Another limitation is the lack of a clear definition for caesarean section on maternal request. We applied the diagnosis code O828 used in Sweden for women giving birth by caesarean section on maternal request, labelled ‘caesarean section on psychosocial indication’; however, this could be a source of potential confounding because we have no information on whether the women actually requested a caesarean section. This difficulty applies for all data extracted from registers.
Strengths
A strength of this study is that we only investigated primiparae. In this way we avoided the potential influence of a previous negative birth experience, as well as the misclassification of caesarean section on maternal request in multiparae as ‘previous caesarean section’. By isolating women giving birth by caesarean section on maternal request, as well as investigating the actual mode of delivery instead of the preferred mode of delivery, the results are valid for women who give birth by caesarean section on maternal request.

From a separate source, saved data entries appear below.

use blindchess_core::games::{GuessOutcome, KnightVisionGame, RoundPhase, WalkerGame};
use blindchess_core::{
    follow, valid_knight_jumps, Difficulty, Generator, MoveInstruction, MoveKind, ObstacleField,
    PieceKind, Square, SquareColor,
};

fn sq(name: &str) -> Square {
    name.parse().unwrap()
}

#[test]
fn corner_colors() {
    assert_eq!(sq("a1").color(), SquareColor::Black);
    assert_eq!(sq("h1").color(), SquareColor::White);
    assert_eq!(sq("a8").color(), SquareColor::White);
    assert_eq!(sq("h8").color(), SquareColor::Black);
}

#[test]
fn straight_move_from_c3() {
    let up_two = MoveInstruction::straight(0, 2);
    assert_eq!(up_two.apply(sq("c3")), Some(sq("c5")));
    assert_eq!(up_two.describe(), "2 Up");
    assert_eq!(MoveInstruction::straight(0, 2).apply(sq("c7")), None);
}

#[test]
fn obstacles_never_cover_the_excluded_square() {
    let mut generator = Generator::with_seed(99);
    let e4 = sq("e4");
    for _ in 0..200 {
        let field = generator.generate_obstacles(3, e4);
        assert!(field.len() <= 3);
        assert!(!field.contains(e4));
        assert!(field.count_of(PieceKind::King) <= 1);
    }
}

#[test]
fn knight_jumps_respect_edges_and_obstacles() {
    let field = ObstacleField::empty(sq("a1"));
    let jumps = valid_knight_jumps(sq("a1"), &field);
    assert_eq!(jumps.into_iter().collect::<Vec<_>>(), vec![sq("b3"), sq("c2")]);

    let mut field = ObstacleField::empty(sq("d4"));
    assert!(field.insert(sq("e6"), PieceKind::Rook));
    assert!(field.insert(sq("c2"), PieceKind::Pawn));
    let jumps = valid_knight_jumps(sq("d4"), &field);
    assert_eq!(jumps.len(), 6);
    assert!(!jumps.contains(&sq("e6")));
    assert!(!jumps.contains(&sq("c2")));
}

#[test]
fn seeded_generators_agree() {
    let mut a = Generator::with_seed(2024);
    let mut b = Generator::with_seed(2024);

    assert_eq!(
        a.plan_walker_round(4, Difficulty::Hard),
        b.plan_walker_round(4, Difficulty::Hard)
    );
    assert_eq!(a.plan_knight_round(3).unwrap(), b.plan_knight_round(3).unwrap());
}

#[test]
fn walker_rounds_lead_to_their_target() {
    let mut generator = Generator::with_seed(31);
    for wave in 1..=8 {
        for difficulty in Difficulty::ALL {
            let round = generator.plan_walker_round(wave, difficulty);
            assert_eq!(round.instructions.len(), wave as usize + 1);
            assert_eq!(follow(round.start, &round.instructions), Some(round.target));
        }
    }
}

#[test]
fn knight_rounds_only_use_knight_jumps() {
    let mut generator = Generator::with_seed(77);
    for wave in 1..=10 {
        let round = generator.plan_knight_round(wave).unwrap();
        assert!(round
            .instructions
            .iter()
            .all(|i| i.kind == MoveKind::Knight));

        let mut current = round.start;
        for instruction in &round.instructions {
            current = instruction.apply(current).unwrap();
            assert!(!round.obstacles.contains(current));
        }
        assert_eq!(current, round.end);
        assert_eq!(round.valid_targets, valid_knight_jumps(round.end, &round.obstacles));
    }
}

#[test]
fn a_perfect_walker_run_reaches_wave_three() {
    let mut generator = Generator::with_seed(3);
    let mut game = WalkerGame::new(Difficulty::Medium, &mut generator);

    // Wave 1 has three rounds, wave 2 five
    for _ in 0..8 {
        while game.phase() != RoundPhase::Guessing {
            game.advance();
        }
        let target = game.round().target;
        assert!(matches!(
            game.select(target, &mut generator),
            GuessOutcome::RoundCleared { .. }
        ));
    }
    assert_eq!(game.score(), 3);
}

#[test]
fn knight_vision_round_can_be_cleared() {
    let mut generator = Generator::with_seed(12);
    let mut game = KnightVisionGame::new(&mut generator).unwrap();
    while game.phase() != RoundPhase::Guessing {
        game.advance();
    }

    let targets: Vec<Square> = game.round().valid_targets.iter().copied().collect();
    let mut last = GuessOutcome::Ignored;
    if targets.is_empty() {
        // Nothing to find; any click clears the round
        last = game.select(sq("a1"), &mut generator).unwrap();
    }
    for target in targets {
        last = game.select(target, &mut generator).unwrap();
    }
    assert_eq!(
        last,
        GuessOutcome::RoundCleared {
            wave_advanced: false
        }
    );
    assert_eq!(game.progress().round(), 2);
}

This was a register-based study with a nationwide sample. This is a major strength because we were able to investigate a large sample of women as well as link data from different registers with sociodemographic variables, psychiatric illness, as well as childbirth and pregnancy-related variables. The large sample of women as well as their nationwide distribution makes the results more generalisable.
Further studies should investigate a larger sample, thereby having more women with psychiatric disorders, and making it possible to draw conclusions for more subgroups. It should also include older women and women born outside of Scandinavia to make the results more generalisable.
Interpretation
This study adds to our knowledge about the characteristics of women giving birth by caesarean on maternal request. As previous studies have indicated, we have found evidence that these women suffer more often from severe psychiatric illness. This must be taken into account when deciding on mode of delivery; however, there is a lack of randomised controlled trials. Considering this, every woman must receive adequate support and be evaluated individually, especially regarding future reproduction, as this can be affected by having a caesarean section.28
Conclusion
Women giving birth by caesarean section on maternal request have a greater burden of psychiatric disease. Psychiatric disorders increased the risk of giving birth by caesarean section in the absence of medical indications. Our results highlight the complex factors associated with caesarean section on maternal request, and have important implications in a clinical setting.
Disclosure of interests
The authors have no conflicts of interest to disclose.
Contribution to authorship
GS, EA, CL, and AJ had the original idea for the study. All authors planned the study. LM and MB analysed the data and drafted the article. All authors contributed to the interpretation of the data, revisions, and gave input at all stages of the study. All authors have approved the final version of the article for publication.
Details of ethics approval
This study was approved by the Human Research Ethics Committee, Faculty of Health Sciences, Linkoping University, 2008-11-12. no. M 204–8.
Funding
This study was supported by grants from The County Council of Ostergotland, Sweden.